Task objective: Each line that holds the word "join" counts once; give the total for the records below and nothing else.

Study material:
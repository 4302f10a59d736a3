//! Per-step observables of the atomic ensemble.
//!
//! Three quantities are measured every step and stored in the [StepObservables] resource:
//! * the mean velocity of the atoms in each level, measured after the kinematics are integrated;
//! * the temperature of the trapped atoms, which also drives the repumper and level transitions;
//! * the fraction of atoms in each level, measured once the levels have been updated.

use crate::atom::{Atom, HyperfineLevel, Position, Velocity, LEVEL_COUNT};
use crate::configuration::MotConfiguration;
use crate::constant::BOLTZCONST;
use nalgebra::Vector4;
use serde::{Deserialize, Serialize};
use specs::prelude::*;

/// Fraction of the atoms in each level, indexed by [HyperfineLevel::index].
pub type LevelPopulations = Vector4<f64>;

/// Mean velocity of the atoms in each level, indexed by [HyperfineLevel::index].
///
/// An entry is `None` when the level holds no atoms.
#[derive(Clone, Copy, Debug, Default, PartialEq, Serialize, Deserialize)]
pub struct LevelVelocities(pub [Option<f64>; LEVEL_COUNT]);

impl LevelVelocities {
    pub fn get(&self, level: HyperfineLevel) -> Option<f64> {
        self.0[level.index()]
    }
}

/// Observables of the current step.
#[derive(Clone, Debug, PartialEq)]
pub struct StepObservables {
    /// Temperature of the trapped atoms, in K.
    pub temperature: f64,
    pub level_velocities: LevelVelocities,
    pub level_populations: LevelPopulations,
}

impl Default for StepObservables {
    fn default() -> Self {
        StepObservables {
            temperature: 0.0,
            level_velocities: LevelVelocities::default(),
            level_populations: Vector4::zeros(),
        }
    }
}

/// Calculates the temperature of the atoms that lie inside the beam.
///
/// The temperature is `mean(m v^2) / k_B` over atoms with `|x| < beam_radius`.
/// It is exactly zero when no atom is trapped.
pub fn trapped_temperature<I>(atoms: I, beam_radius: f64, atom_mass: f64) -> f64
where
    I: IntoIterator<Item = (f64, f64)>,
{
    let mut count = 0usize;
    let mut sum = 0.0;
    for (position, velocity) in atoms {
        if position.abs() < beam_radius {
            count += 1;
            sum += atom_mass * velocity.powi(2);
        }
    }
    if count == 0 {
        0.0
    } else {
        sum / count as f64 / BOLTZCONST
    }
}

/// Calculates the mean velocity of the atoms in each level.
pub fn level_mean_velocities<I>(atoms: I) -> LevelVelocities
where
    I: IntoIterator<Item = (HyperfineLevel, f64)>,
{
    let mut sums = [0.0; LEVEL_COUNT];
    let mut counts = [0usize; LEVEL_COUNT];
    for (level, velocity) in atoms {
        sums[level.index()] += velocity;
        counts[level.index()] += 1;
    }
    let mut means = [None; LEVEL_COUNT];
    for i in 0..LEVEL_COUNT {
        if counts[i] > 0 {
            means[i] = Some(sums[i] / counts[i] as f64);
        }
    }
    LevelVelocities(means)
}

/// Calculates the fraction of atoms in each level.
///
/// Returns all zeros for an empty ensemble.
pub fn level_populations<I>(levels: I) -> LevelPopulations
where
    I: IntoIterator<Item = HyperfineLevel>,
{
    let mut counts = Vector4::<f64>::zeros();
    let mut total = 0usize;
    for level in levels {
        counts[level.index()] += 1.0;
        total += 1;
    }
    if total == 0 {
        counts
    } else {
        counts / total as f64
    }
}

/// Measures the mean velocity of each level.
pub struct MeasureLevelVelocitiesSystem;

impl<'a> System<'a> for MeasureLevelVelocitiesSystem {
    type SystemData = (
        ReadStorage<'a, HyperfineLevel>,
        ReadStorage<'a, Velocity>,
        WriteExpect<'a, StepObservables>,
    );

    fn run(&mut self, (levels, velocities, mut observables): Self::SystemData) {
        observables.level_velocities =
            level_mean_velocities((&levels, &velocities).join().map(|(l, v)| (*l, v.vel)));
    }
}

/// Measures the temperature of the trapped atoms.
pub struct MeasureTrappedTemperatureSystem;

impl<'a> System<'a> for MeasureTrappedTemperatureSystem {
    type SystemData = (
        ReadExpect<'a, MotConfiguration>,
        ReadStorage<'a, Position>,
        ReadStorage<'a, Velocity>,
        WriteExpect<'a, StepObservables>,
    );

    fn run(&mut self, (config, positions, velocities, mut observables): Self::SystemData) {
        observables.temperature = trapped_temperature(
            (&positions, &velocities).join().map(|(p, v)| (p.pos, v.vel)),
            config.beam_radius(),
            config.atom_mass,
        );
    }
}

/// Measures the fraction of atoms in each level.
pub struct MeasureLevelPopulationsSystem;

impl<'a> System<'a> for MeasureLevelPopulationsSystem {
    type SystemData = (
        ReadStorage<'a, Atom>,
        ReadStorage<'a, HyperfineLevel>,
        WriteExpect<'a, StepObservables>,
    );

    fn run(&mut self, (atoms, levels, mut observables): Self::SystemData) {
        observables.level_populations =
            level_populations((&atoms, &levels).join().map(|(_, l)| *l));
    }
}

Exercise result: 3